El caso del exploit de Kelp, ocurrido a principios de este año, resultó en el drenaje de millones de dólares en ETH del protocolo de restaking líquido. Las investigaciones on-chain realizadas por firmas de seguridad como Chainalysis y TRM Labs señalaron rápidamente a actores vinculados al Grupo Lazarus de Corea del Norte, conocido por su sofisticación en ataques a plataformas DeFi. Tras el incidente, varias empresas de criptomonedas, incluyendo exchanges centralizados y protocolos de cumplimiento, lograron identificar y congelar una parte de los fondos robados antes de que pudieran ser lavados completamente.

La intervención de Gerstein Harrow añade una capa de complejidad a lo que normalmente sería un proceso de recuperación de activos. Tradicionalmente, cuando se congelan fondos robados, los equipos legales de los protocolos afectados y las fuerzas del orden trabajan para coordinar la devolución de los mismos a las víctimas. Sin embargo, la moción del bufete introduce la posibilidad de que terceras partes, que afirman haber sido perjudicadas por el mismo grupo de hackers en ataques anteriores, puedan reclamar una parte de estos activos congelados, argumentando que su derecho sobre los fondos es anterior o concurrente.

El argumento central de Gerstein Harrow se sostiene sobre la premisa de que los activos digitales, al ser fungibles y rastreables en la blockchain, pueden ser objeto de disputas de propiedad que trascienden el incidente específico. Si un grupo de hackers roba fondos de múltiples víctimas y luego los mezcla, la firma sostiene que cualquier porción de esos fondos que sea congelada debería estar disponible para todas las víctimas, no solo para la del ataque más reciente. Este enfoque, aunque novedoso, choca con la práctica establecida de devolver los activos congelados al protocolo o a los usuarios directamente afectados por el exploit en cuestión.

El resultado de esta moción podría sentar un precedente significativo para la industria de las criptomonedas. Si un juez falla a favor de Gerstein Harrow, se abriría la puerta a que múltiples reclamantes compitan por fondos congelados en futuros hackeos, complicando enormemente los procesos de recuperación y potencialmente desincentivando a los exchanges y protocolos de cooperar en el congelamiento de activos. Por otro lado, un fallo en contra reforzaría el enfoque actual, donde la prioridad es devolver los fondos a las víctimas directas del exploit más reciente, manteniendo cierta predictibilidad en el ecosistema.

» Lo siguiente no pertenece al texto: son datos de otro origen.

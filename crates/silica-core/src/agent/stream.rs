//! Model stream consumption for one loop iteration.
//!
//! Drains `StreamPart`s from the provider adapter, forwards text deltas to
//! the bus as they arrive, and accumulates the pieces the loop needs: the
//! assistant text, the tool calls in emission order, and usage.

use std::time::Duration;

use tokio::sync::mpsc;
use tokio_util::sync::CancellationToken;

use super::loop_events::LoopEvent;
use crate::ai::streaming::StreamPart;
use crate::ai::types::{AiToolCall, Usage};
use crate::bus::EventBus;
use crate::error::CoreError;

/// No data for this long means the provider stream is dead.
const STREAM_IDLE_TIMEOUT: Duration = Duration::from_secs(120);

pub(crate) struct StreamOutcome {
    pub text: String,
    pub tool_calls: Vec<AiToolCall>,
    pub usage: Option<Usage>,
    /// Set when the stream ended abnormally. Accumulated text is still valid
    /// so a cancelled turn can persist its partial assistant output.
    pub error: Option<CoreError>,
}

pub(crate) async fn consume_stream(
    mut rx: mpsc::UnboundedReceiver<StreamPart>,
    bus: &EventBus,
    session_id: &str,
    cancel: &CancellationToken,
) -> StreamOutcome {
    let mut outcome = StreamOutcome {
        text: String::new(),
        tool_calls: Vec::new(),
        usage: None,
        error: None,
    };

    loop {
        let part = tokio::select! {
            biased;
            _ = cancel.cancelled() => {
                outcome.error = Some(CoreError::Cancelled);
                break;
            }
            part = tokio::time::timeout(STREAM_IDLE_TIMEOUT, rx.recv()) => match part {
                Ok(Some(part)) => part,
                Ok(None) => break,
                Err(_) => {
                    outcome.error = Some(CoreError::Provider(
                        "model stream idle for 120s".to_string(),
                    ));
                    break;
                }
            },
        };

        match part {
            StreamPart::TextDelta { delta } => {
                outcome.text.push_str(&delta);
                bus.publish(session_id, LoopEvent::TextDelta { content: delta })
                    .await;
            }
            StreamPart::ToolCallStart { .. } => {}
            StreamPart::ToolCallComplete { call } => outcome.tool_calls.push(call),
            StreamPart::Usage { usage: u } => outcome.usage = Some(u),
            StreamPart::Finish => break,
            StreamPart::Error { error } => {
                outcome.error = Some(CoreError::Provider(error));
                break;
            }
        }
    }

    outcome
}

#[cfg(test)]
mod tests {
    use super::*;
    use serde_json::json;

    fn parts_channel(parts: Vec<StreamPart>) -> mpsc::UnboundedReceiver<StreamPart> {
        let (tx, rx) = mpsc::unbounded_channel();
        for part in parts {
            tx.send(part).unwrap();
        }
        rx
    }

    #[tokio::test]
    async fn accumulates_text_and_tool_calls() {
        let bus = EventBus::new();
        let rx = parts_channel(vec![
            StreamPart::TextDelta { delta: "I'll ".into() },
            StreamPart::TextDelta { delta: "lint it.".into() },
            StreamPart::ToolCallComplete {
                call: AiToolCall {
                    id: "c1".into(),
                    name: "linter_tool".into(),
                    arguments: json!({"file_path": "a.v"}),
                },
            },
            StreamPart::Usage {
                usage: Usage {
                    input_tokens: 9,
                    output_tokens: 4,
                },
            },
            StreamPart::Finish,
        ]);

        let outcome = consume_stream(rx, &bus, "s1", &CancellationToken::new()).await;
        assert!(outcome.error.is_none());
        assert_eq!(outcome.text, "I'll lint it.");
        assert_eq!(outcome.tool_calls.len(), 1);
        assert_eq!(outcome.usage.unwrap().input_tokens, 9);
    }

    #[tokio::test]
    async fn stream_error_is_a_provider_error() {
        let bus = EventBus::new();
        let rx = parts_channel(vec![StreamPart::Error {
            error: "overloaded".into(),
        }]);
        let outcome = consume_stream(rx, &bus, "s1", &CancellationToken::new()).await;
        assert!(matches!(outcome.error, Some(CoreError::Provider(_))));
    }

    #[tokio::test]
    async fn partial_text_survives_abnormal_end() {
        let bus = EventBus::new();
        let rx = parts_channel(vec![
            StreamPart::TextDelta {
                delta: "partial".into(),
            },
            StreamPart::Error {
                error: "connection reset".into(),
            },
        ]);
        let outcome = consume_stream(rx, &bus, "s1", &CancellationToken::new()).await;
        assert_eq!(outcome.text, "partial");
        assert!(outcome.error.is_some());
    }

    #[tokio::test]
    async fn cancellation_interrupts_the_stream() {
        let bus = EventBus::new();
        let (_tx, rx) = mpsc::unbounded_channel::<StreamPart>();
        let cancel = CancellationToken::new();
        cancel.cancel();
        let outcome = consume_stream(rx, &bus, "s1", &cancel).await;
        assert!(matches!(outcome.error, Some(CoreError::Cancelled)));
    }

    #[tokio::test]
    async fn deltas_are_forwarded_to_the_bus() {
        let bus = EventBus::new();
        let (_id, mut events) = bus.subscribe("s1", 8).await;
        let rx = parts_channel(vec![
            StreamPart::TextDelta { delta: "hi".into() },
            StreamPart::Finish,
        ]);
        let outcome = consume_stream(rx, &bus, "s1", &CancellationToken::new()).await;
        assert!(outcome.error.is_none());
        match events.recv().await {
            Some(LoopEvent::TextDelta { content }) => assert_eq!(content, "hi"),
            other => panic!("expected delta, got {:?}", other),
        }
    }
}
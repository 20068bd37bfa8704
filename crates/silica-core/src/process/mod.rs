//! Subprocess runner for external EDA commands.
//!
//! Runs a command with a soft and a hard deadline, streams stdout/stderr into
//! bounded ring buffers, and kills the whole process group on hard timeout or
//! cancellation. A nonzero exit is a result, not an error; only a missing
//! executable, a hard timeout, or cancellation fail the call.

use std::collections::VecDeque;
use std::path::PathBuf;
use std::process::Stdio;
use std::sync::Arc;
use std::time::{Duration, Instant};

use tokio::io::{AsyncBufReadExt, AsyncRead, AsyncWriteExt, BufReader};
use tokio::process::Command;
use tokio::sync::Mutex;
use tokio::time::sleep;
use tokio_util::sync::CancellationToken;

use crate::error::{CoreError, Result};

/// Capture cap per stream.
pub const CAPTURE_MAX_BYTES: usize = 2 * 1024 * 1024;
const CAPTURE_MAX_LINES: usize = 16_000;
const SOFT_KILL_GRACE: Duration = Duration::from_millis(800);

/// What to run and under which limits.
#[derive(Debug, Clone)]
pub struct CommandSpec {
    pub program: String,
    pub args: Vec<String>,
    pub cwd: PathBuf,
    pub env: Vec<(String, String)>,
    pub stdin: Option<String>,
    /// Polite-termination deadline. `None` disables the soft phase.
    pub soft_timeout: Option<Duration>,
    /// Force-kill deadline. Always enforced.
    pub hard_timeout: Duration,
}

impl CommandSpec {
    pub fn new(program: impl Into<String>, cwd: impl Into<PathBuf>) -> Self {
        Self {
            program: program.into(),
            args: Vec::new(),
            cwd: cwd.into(),
            env: Vec::new(),
            stdin: None,
            soft_timeout: None,
            hard_timeout: crate::config::DEFAULT_SUBPROCESS_TIMEOUT,
        }
    }

    pub fn arg(mut self, arg: impl Into<String>) -> Self {
        self.args.push(arg.into());
        self
    }

    pub fn args<I, S>(mut self, args: I) -> Self
    where
        I: IntoIterator<Item = S>,
        S: Into<String>,
    {
        self.args.extend(args.into_iter().map(Into::into));
        self
    }

    pub fn hard_timeout(mut self, timeout: Duration) -> Self {
        self.hard_timeout = timeout;
        self
    }

    pub fn soft_timeout(mut self, timeout: Duration) -> Self {
        self.soft_timeout = Some(timeout);
        self
    }
}

/// Outcome of a completed (or force-killed) command.
#[derive(Debug, Clone)]
pub struct CommandOutput {
    pub exit_code: Option<i32>,
    pub stdout: String,
    pub stderr: String,
    pub elapsed: Duration,
    pub soft_timeout_fired: bool,
}

impl CommandOutput {
    pub fn success(&self) -> bool {
        self.exit_code == Some(0)
    }
}

/// Ring buffer over output lines bounded by both line count and byte size.
/// Oldest lines are evicted first; eviction leaves a marker in the rendered
/// text at the truncation point.
pub(crate) struct BoundedOutputBuffer {
    lines: VecDeque<String>,
    total_bytes: usize,
    dropped_lines: usize,
    max_lines: usize,
    max_bytes: usize,
}

impl BoundedOutputBuffer {
    pub(crate) fn new(max_lines: usize, max_bytes: usize) -> Self {
        Self {
            lines: VecDeque::new(),
            total_bytes: 0,
            dropped_lines: 0,
            max_lines,
            max_bytes,
        }
    }

    pub(crate) fn push_line(&mut self, line: &str) {
        let mut kept = line.to_string();
        if kept.len() > self.max_bytes {
            kept = tail_by_bytes(&kept, self.max_bytes);
        }
        self.total_bytes = self.total_bytes.saturating_add(kept.len());
        self.lines.push_back(kept);

        while self.lines.len() > self.max_lines || self.total_bytes > self.max_bytes {
            match self.lines.pop_front() {
                Some(removed) => {
                    self.total_bytes = self.total_bytes.saturating_sub(removed.len());
                    self.dropped_lines = self.dropped_lines.saturating_add(1);
                }
                None => break,
            }
        }
    }

    pub(crate) fn into_text(self) -> String {
        let mut out = String::new();
        if self.dropped_lines > 0 {
            out.push_str(&format!(
                "[... output truncated: {} earlier line(s) dropped ...]\n",
                self.dropped_lines
            ));
        }
        out.push_str(&self.lines.into_iter().collect::<Vec<_>>().join("\n"));
        out
    }
}

/// Keep the tail of a string within `max_bytes`, preserving UTF-8 boundaries.
pub(crate) fn tail_by_bytes(text: &str, max_bytes: usize) -> String {
    if text.len() <= max_bytes {
        return text.to_string();
    }
    let mut start = text.len().saturating_sub(max_bytes);
    while start < text.len() && !text.is_char_boundary(start) {
        start += 1;
    }
    text[start..].to_string()
}

async fn collect_pipe<R>(pipe: Option<R>, buffer: Arc<Mutex<BoundedOutputBuffer>>)
where
    R: AsyncRead + Unpin + Send + 'static,
{
    let Some(pipe) = pipe else {
        return;
    };
    let mut reader = BufReader::new(pipe).lines();
    while let Ok(Some(line)) = reader.next_line().await {
        buffer.lock().await.push_line(&line);
    }
}

#[cfg(unix)]
pub(crate) async fn terminate_process_tree(pid: u32, force: bool) {
    let sig = if force { "-KILL" } else { "-TERM" };
    let pgid = format!("-{}", pid);

    let group_ok = std::process::Command::new("kill")
        .arg(sig)
        .arg(&pgid)
        .status()
        .map(|s| s.success())
        .unwrap_or(false);

    if !group_ok {
        let _ = std::process::Command::new("kill")
            .arg(sig)
            .arg(pid.to_string())
            .status();
    }
}

#[cfg(not(unix))]
pub(crate) async fn terminate_process_tree(_pid: u32, _force: bool) {}

/// Execute a command to completion under the spec's limits.
///
/// Failure modes: `ToolMissing` when the executable cannot be spawned,
/// `Timeout` on hard-deadline expiry, `Cancelled` when the token fires.
pub async fn run_command(spec: CommandSpec, cancel: &CancellationToken) -> Result<CommandOutput> {
    let start = Instant::now();

    let mut cmd = Command::new(&spec.program);
    cmd.args(&spec.args)
        .current_dir(&spec.cwd)
        .env("NO_COLOR", "1")
        .stdin(if spec.stdin.is_some() {
            Stdio::piped()
        } else {
            Stdio::null()
        })
        .stdout(Stdio::piped())
        .stderr(Stdio::piped())
        .kill_on_drop(true);

    for (key, val) in &spec.env {
        cmd.env(key, val);
    }

    #[cfg(unix)]
    cmd.process_group(0);

    let mut child = cmd.spawn().map_err(|e| {
        if e.kind() == std::io::ErrorKind::NotFound {
            CoreError::ToolMissing(spec.program.clone())
        } else {
            CoreError::Io(format!("failed to spawn '{}': {}", spec.program, e))
        }
    })?;

    if let Some(payload) = &spec.stdin {
        if let Some(mut stdin) = child.stdin.take() {
            let bytes = payload.clone().into_bytes();
            tokio::spawn(async move {
                let _ = stdin.write_all(&bytes).await;
                let _ = stdin.shutdown().await;
            });
        }
    }

    let pid = child.id();
    let stdout_buf = Arc::new(Mutex::new(BoundedOutputBuffer::new(
        CAPTURE_MAX_LINES,
        CAPTURE_MAX_BYTES,
    )));
    let stderr_buf = Arc::new(Mutex::new(BoundedOutputBuffer::new(
        CAPTURE_MAX_LINES,
        CAPTURE_MAX_BYTES,
    )));

    let stdout_task = tokio::spawn(collect_pipe(child.stdout.take(), stdout_buf.clone()));
    let stderr_task = tokio::spawn(collect_pipe(child.stderr.take(), stderr_buf.clone()));

    let mut soft_fired = false;
    let mut timed_out = false;
    let mut was_cancelled = false;
    let soft_deadline = spec.soft_timeout.unwrap_or(spec.hard_timeout);
    let soft_sleep = sleep(soft_deadline.min(spec.hard_timeout));
    let hard_sleep = sleep(spec.hard_timeout);
    tokio::pin!(soft_sleep);
    tokio::pin!(hard_sleep);

    // Handlers never touch `child` directly; they signal the process group
    // and let the wait branch observe the exit. `kill_on_drop` backstops the
    // signal path.
    let exit_status = loop {
        tokio::select! {
            biased;
            _ = cancel.cancelled(), if !was_cancelled && !timed_out => {
                was_cancelled = true;
                if let Some(pid) = pid {
                    tracing::info!(program = %spec.program, pid, "cancellation, killing process group");
                    terminate_process_tree(pid, true).await;
                }
            }
            _ = &mut hard_sleep, if !timed_out && !was_cancelled => {
                timed_out = true;
                if let Some(pid) = pid {
                    tracing::warn!(program = %spec.program, pid, "hard timeout, killing process group");
                    terminate_process_tree(pid, true).await;
                }
                sleep(SOFT_KILL_GRACE).await;
            }
            _ = &mut soft_sleep, if spec.soft_timeout.is_some() && !soft_fired && !timed_out && !was_cancelled => {
                soft_fired = true;
                if let Some(pid) = pid {
                    tracing::warn!(program = %spec.program, pid, "soft timeout, sending SIGTERM to process group");
                    terminate_process_tree(pid, false).await;
                }
            }
            status = child.wait() => {
                break status.map_err(|e| CoreError::Io(e.to_string()))?;
            }
        }
    };

    let _ = stdout_task.await;
    let _ = stderr_task.await;

    if was_cancelled {
        return Err(CoreError::Cancelled);
    }
    if timed_out {
        return Err(CoreError::Timeout(format!(
            "'{}' exceeded the {}s hard timeout",
            spec.program,
            spec.hard_timeout.as_secs()
        )));
    }

    let stdout = Arc::try_unwrap(stdout_buf)
        .map(|m| m.into_inner().into_text())
        .unwrap_or_default();
    let stderr = Arc::try_unwrap(stderr_buf)
        .map(|m| m.into_inner().into_text())
        .unwrap_or_default();

    Ok(CommandOutput {
        exit_code: exit_status.code(),
        stdout,
        stderr,
        elapsed: start.elapsed(),
        soft_timeout_fired: soft_fired,
    })
}

#[cfg(test)]
mod tests {
    use super::*;

    fn spec(program: &str) -> CommandSpec {
        CommandSpec::new(program, std::env::temp_dir())
    }

    #[tokio::test]
    async fn captures_stdout_and_exit_code() {
        let out = run_command(
            spec("sh").args(["-c", "echo hello; exit 3"]),
            &CancellationToken::new(),
        )
        .await
        .unwrap();
        assert_eq!(out.exit_code, Some(3));
        assert_eq!(out.stdout.trim(), "hello");
        assert!(!out.soft_timeout_fired);
    }

    #[tokio::test]
    async fn missing_executable_is_tool_missing() {
        let err = run_command(spec("definitely-not-a-real-binary"), &CancellationToken::new())
            .await
            .unwrap_err();
        assert!(matches!(err, CoreError::ToolMissing(_)));
    }

    #[tokio::test]
    async fn hard_timeout_kills_the_process() {
        let err = run_command(
            spec("sh")
                .args(["-c", "sleep 30"])
                .hard_timeout(Duration::from_millis(300)),
            &CancellationToken::new(),
        )
        .await
        .unwrap_err();
        assert!(matches!(err, CoreError::Timeout(_)));
    }

    #[tokio::test]
    async fn soft_timeout_terminates_politely() {
        let out = run_command(
            spec("sh")
                .args(["-c", "trap 'exit 7' TERM; sleep 30 & wait"])
                .soft_timeout(Duration::from_millis(200))
                .hard_timeout(Duration::from_secs(10)),
            &CancellationToken::new(),
        )
        .await
        .unwrap();
        assert!(out.soft_timeout_fired);
        assert_eq!(out.exit_code, Some(7));
    }

    #[tokio::test]
    async fn cancellation_kills_the_process() {
        let cancel = CancellationToken::new();
        let child_cancel = cancel.clone();
        tokio::spawn(async move {
            sleep(Duration::from_millis(100)).await;
            child_cancel.cancel();
        });
        let err = run_command(
            spec("sh")
                .args(["-c", "sleep 30"])
                .hard_timeout(Duration::from_secs(60)),
            &cancel,
        )
        .await
        .unwrap_err();
        assert!(matches!(err, CoreError::Cancelled));
    }

    #[test]
    fn ring_buffer_truncates_with_marker() {
        let mut buf = BoundedOutputBuffer::new(4, 1 << 20);
        for i in 0..10 {
            buf.push_line(&format!("line {}", i));
        }
        let text = buf.into_text();
        assert!(text.contains("output truncated"));
        assert!(text.contains("line 9"));
        assert!(!text.contains("line 0\n"));
    }

    #[test]
    fn ring_buffer_bounds_bytes() {
        let mut buf = BoundedOutputBuffer::new(usize::MAX, 64);
        for _ in 0..100 {
            buf.push_line(&"x".repeat(16));
        }
        let text = buf.into_text();
        assert!(text.len() < 256);
        assert!(text.contains("dropped"));
    }
}
//! Agent core: the ReAct loop, tool dispatch and the event protocol.

pub mod executor;
pub mod loop_events;
pub mod orchestrator;
mod stream;

pub use executor::{ExecutedTool, ToolExecutor};
pub use loop_events::{LoopEvent, TurnUsage};
pub use orchestrator::{AgentLoop, AgentServices, STOPPED_MARKER};
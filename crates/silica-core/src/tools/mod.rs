//! Tool infrastructure: the `Tool` trait, execution context and result
//! envelope shared by every handler.

pub mod registry;
pub mod schema;
pub mod truncation;

pub mod implementations;

pub use registry::{FilterMode, ToolCategory, ToolRegistry};

use std::sync::Arc;
use std::time::Duration;

use async_trait::async_trait;
use serde_json::Value;
use tokio_util::sync::CancellationToken;

use crate::config::CoreConfig;
use crate::error::CoreError;
use crate::session::SessionManager;
use crate::synth::JobSupervisor;
use crate::workspace::Workspace;

/// Outcome of one tool invocation. The payload is text because the model
/// consumes text; structured data is rendered to YAML or a terse table by
/// the handler before it lands here.
#[derive(Debug, Clone)]
pub struct ToolResult {
    pub output: String,
    pub is_error: bool,
    /// Stable error code when `is_error`; mirrors `CoreError::code()`.
    pub code: Option<String>,
}

impl ToolResult {
    pub fn success(output: impl Into<String>) -> Self {
        Self {
            output: output.into(),
            is_error: false,
            code: None,
        }
    }

    pub fn error(code: &str, msg: impl std::fmt::Display) -> Self {
        Self {
            output: format!("error[{}]: {}", code, msg),
            is_error: true,
            code: Some(code.to_string()),
        }
    }

    pub fn from_core_error(err: &CoreError) -> Self {
        Self::error(err.code(), err)
    }
}

impl From<CoreError> for ToolResult {
    fn from(err: CoreError) -> Self {
        Self::from_core_error(&err)
    }
}

/// Parse tool parameters, converting deserialization failures into a
/// `BadArgs` tool result.
pub fn parse_params<T: serde::de::DeserializeOwned>(params: Value) -> Result<T, ToolResult> {
    serde_json::from_value(params)
        .map_err(|e| ToolResult::error("BadArgs", format!("invalid parameters: {}", e)))
}

/// Per-invocation context. Every tool runs against exactly one session; the
/// handle carries that session's workspace and the shared services, never a
/// process-global "current session".
#[derive(Clone)]
pub struct ToolContext {
    pub session_id: String,
    /// Transport that initiated the turn ("web", "ws", "mcp", ...).
    pub transport: String,
    pub workspace: Workspace,
    pub sessions: Arc<SessionManager>,
    pub jobs: Arc<JobSupervisor>,
    pub registry: Arc<ToolRegistry>,
    pub config: Arc<CoreConfig>,
    pub cancel: CancellationToken,
    /// Per-call timeout override; the registry applies its default otherwise.
    pub timeout: Option<Duration>,
}

impl ToolContext {
    /// Record that a tool mutated session state.
    pub fn touch_session(&self) {
        if let Err(e) = self.sessions.touch(&self.session_id) {
            tracing::warn!(session_id = %self.session_id, "failed to touch session: {}", e);
        }
    }
}

/// A named, schema-typed operation the model may invoke.
#[async_trait]
pub trait Tool: Send + Sync {
    fn name(&self) -> &str;

    fn description(&self) -> &str;

    /// JSON schema for the argument object. This single definition feeds the
    /// model tool binding, MCP `tools/list` and executor-side validation.
    fn parameters_schema(&self) -> Value;

    fn category(&self) -> ToolCategory {
        ToolCategory::Other
    }

    /// Hard timeout for this tool's execution; `None` uses the registry
    /// default.
    fn timeout(&self) -> Option<Duration> {
        None
    }

    async fn execute(&self, params: Value, ctx: &ToolContext) -> ToolResult;
}
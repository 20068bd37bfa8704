//! Silica — autonomous RTL design agent.
//!
//! Two ways in:
//! - `silica serve` — HTTP server: REST + SSE/WebSocket chat + MCP over HTTP
//! - `silica mcp`   — MCP server over stdio, for editor/desktop clients

use anyhow::Result;
use clap::{Parser, Subcommand};
use std::sync::Arc;

use silica_core::{Core, CoreConfig};

mod serve;

#[derive(Parser)]
#[command(name = "silica")]
#[command(about = "Autonomous RTL design agent: spec to synthesized layout", long_about = None)]
struct Cli {
    #[command(subcommand)]
    command: Commands,
}

#[derive(Subcommand)]
enum Commands {
    /// Start the HTTP server (REST, chat streams, MCP over HTTP).
    Serve {
        /// Port to listen on
        #[arg(short, long, default_value_t = 3000)]
        port: u16,
    },

    /// Run as an MCP server over stdio.
    ///
    /// Tools operate in the MCP transport's current session; one is created
    /// lazily on first use. Configure via SILICA_* environment variables.
    Mcp,
}

#[tokio::main]
async fn main() -> Result<()> {
    let cli = Cli::parse();

    match cli.command {
        Commands::Serve { port } => {
            init_tracing(false);
            serve::run(port).await
        }
        Commands::Mcp => {
            // stdio carries the protocol; logs must stay on stderr.
            init_tracing(true);
            let core = Arc::new(Core::from_config(CoreConfig::from_env()).await?);
            core.mcp_server().run_stdio().await?;
            Ok(())
        }
    }
}

fn init_tracing(stderr: bool) {
    let filter = tracing_subscriber::EnvFilter::try_from_default_env()
        .unwrap_or_else(|_| "silica_core=info,silica_server=info".into());
    let builder = tracing_subscriber::fmt().with_env_filter(filter);
    if stderr {
        builder.with_writer(std::io::stderr).init();
    } else {
        builder.init();
    }
}
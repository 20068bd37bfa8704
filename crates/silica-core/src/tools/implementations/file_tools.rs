//! Workspace file tools: write, read, edit, list.

use async_trait::async_trait;
use serde::Deserialize;
use serde_json::{json, Value};

use crate::tools::registry::ToolCategory;
use crate::tools::{parse_params, Tool, ToolContext, ToolResult};
use crate::workspace::{FileEdit, WriteMode};

pub struct WriteFileTool;

#[derive(Deserialize)]
struct WriteParams {
    path: String,
    content: String,
}

#[async_trait]
impl Tool for WriteFileTool {
    fn name(&self) -> &str {
        "write_file"
    }

    fn description(&self) -> &str {
        "Create or overwrite a file in the session workspace. Parent directories are created as needed."
    }

    fn parameters_schema(&self) -> Value {
        json!({
            "type": "object",
            "properties": {
                "path": {"type": "string", "description": "Workspace-relative path, e.g. counter.v"},
                "content": {"type": "string", "description": "Full file content"}
            },
            "required": ["path", "content"],
            "additionalProperties": false
        })
    }

    fn category(&self) -> ToolCategory {
        ToolCategory::Essential
    }

    async fn execute(&self, params: Value, ctx: &ToolContext) -> ToolResult {
        let params = match parse_params::<WriteParams>(params) {
            Ok(p) => p,
            Err(e) => return e,
        };

        match ctx
            .workspace
            .write_file(&params.path, params.content.as_bytes(), WriteMode::CreateOrReplace)
            .await
        {
            Ok(_) => {
                ctx.touch_session();
                ToolResult::success(format!(
                    "Wrote {} ({} lines, {} bytes)",
                    params.path,
                    params.content.lines().count(),
                    params.content.len()
                ))
            }
            Err(e) => e.into(),
        }
    }
}

pub struct ReadFileTool;

#[derive(Deserialize)]
struct ReadParams {
    path: String,
}

#[async_trait]
impl Tool for ReadFileTool {
    fn name(&self) -> &str {
        "read_file"
    }

    fn description(&self) -> &str {
        "Return the content of a workspace file."
    }

    fn parameters_schema(&self) -> Value {
        json!({
            "type": "object",
            "properties": {
                "path": {"type": "string", "description": "Workspace-relative path"}
            },
            "required": ["path"],
            "additionalProperties": false
        })
    }

    fn category(&self) -> ToolCategory {
        ToolCategory::Essential
    }

    async fn execute(&self, params: Value, ctx: &ToolContext) -> ToolResult {
        let params = match parse_params::<ReadParams>(params) {
            Ok(p) => p,
            Err(e) => return e,
        };
        match ctx.workspace.read_to_string(&params.path).await {
            Ok(content) => ToolResult::success(content),
            Err(e) => e.into(),
        }
    }
}

pub struct EditFileTool;

#[derive(Deserialize)]
struct EditParams {
    path: String,
    edits: Vec<FileEdit>,
}

#[async_trait]
impl Tool for EditFileTool {
    fn name(&self) -> &str {
        "edit_file_tool"
    }

    fn description(&self) -> &str {
        "Apply ordered find/replace edits to a workspace file. Each 'find' must match the current content exactly once; add surrounding context to disambiguate repeated text. Use this for small fixes instead of rewriting the file."
    }

    fn parameters_schema(&self) -> Value {
        json!({
            "type": "object",
            "properties": {
                "path": {"type": "string", "description": "Workspace-relative path"},
                "edits": {
                    "type": "array",
                    "description": "Ordered list of {find, replace}; each anchor must be unique in the file"
                }
            },
            "required": ["path", "edits"],
            "additionalProperties": false
        })
    }

    fn category(&self) -> ToolCategory {
        ToolCategory::Editing
    }

    async fn execute(&self, params: Value, ctx: &ToolContext) -> ToolResult {
        let params = match parse_params::<EditParams>(params) {
            Ok(p) => p,
            Err(e) => return e,
        };

        match ctx.workspace.edit_file(&params.path, &params.edits).await {
            Ok(diff) if diff.is_empty() => {
                ToolResult::success(format!("No changes applied to {}", params.path))
            }
            Ok(diff) => {
                ctx.touch_session();
                ToolResult::success(format!(
                    "Applied {} edit(s) to {}\n\n{}",
                    params.edits.len(),
                    params.path,
                    diff
                ))
            }
            Err(e) => e.into(),
        }
    }
}

pub struct ListFilesTool;

#[derive(Deserialize)]
struct ListParams {
    #[serde(default)]
    subdir: Option<String>,
}

#[async_trait]
impl Tool for ListFilesTool {
    fn name(&self) -> &str {
        "list_files_tool"
    }

    fn description(&self) -> &str {
        "List workspace files with their classification (spec, verilog, testbench, waveform, report, ...)."
    }

    fn parameters_schema(&self) -> Value {
        json!({
            "type": "object",
            "properties": {
                "subdir": {"type": "string", "description": "Optional subdirectory to list"}
            },
            "additionalProperties": false
        })
    }

    fn category(&self) -> ToolCategory {
        ToolCategory::Essential
    }

    async fn execute(&self, params: Value, ctx: &ToolContext) -> ToolResult {
        let params = match parse_params::<ListParams>(params) {
            Ok(p) => p,
            Err(e) => return e,
        };

        match ctx.workspace.list_files(params.subdir.as_deref()).await {
            Ok(entries) if entries.is_empty() => {
                ToolResult::success("workspace is empty".to_string())
            }
            Ok(entries) => {
                let mut out = String::from("path\tkind\tbytes\n");
                for entry in entries {
                    out.push_str(&format!(
                        "{}\t{}\t{}\n",
                        entry.path,
                        entry.kind.as_str(),
                        entry.size
                    ));
                }
                ToolResult::success(out)
            }
            Err(e) => e.into(),
        }
    }
}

Por ahora, el ETH vinculado al exploit de Kelp permanece congelado a la espera de una decisión judicial. La comunidad cripto observa con atención, consciente de que este litigio no solo definirá el destino de esos fondos, sino que también podría redefinir cómo se manejan legalmente los activos digitales robados en el futuro. Mientras tanto, los equipos de seguridad continúan monitoreando las billeteras asociadas a Lazarus, en un juego del gato y el ratón que no muestra señales de desaceleración.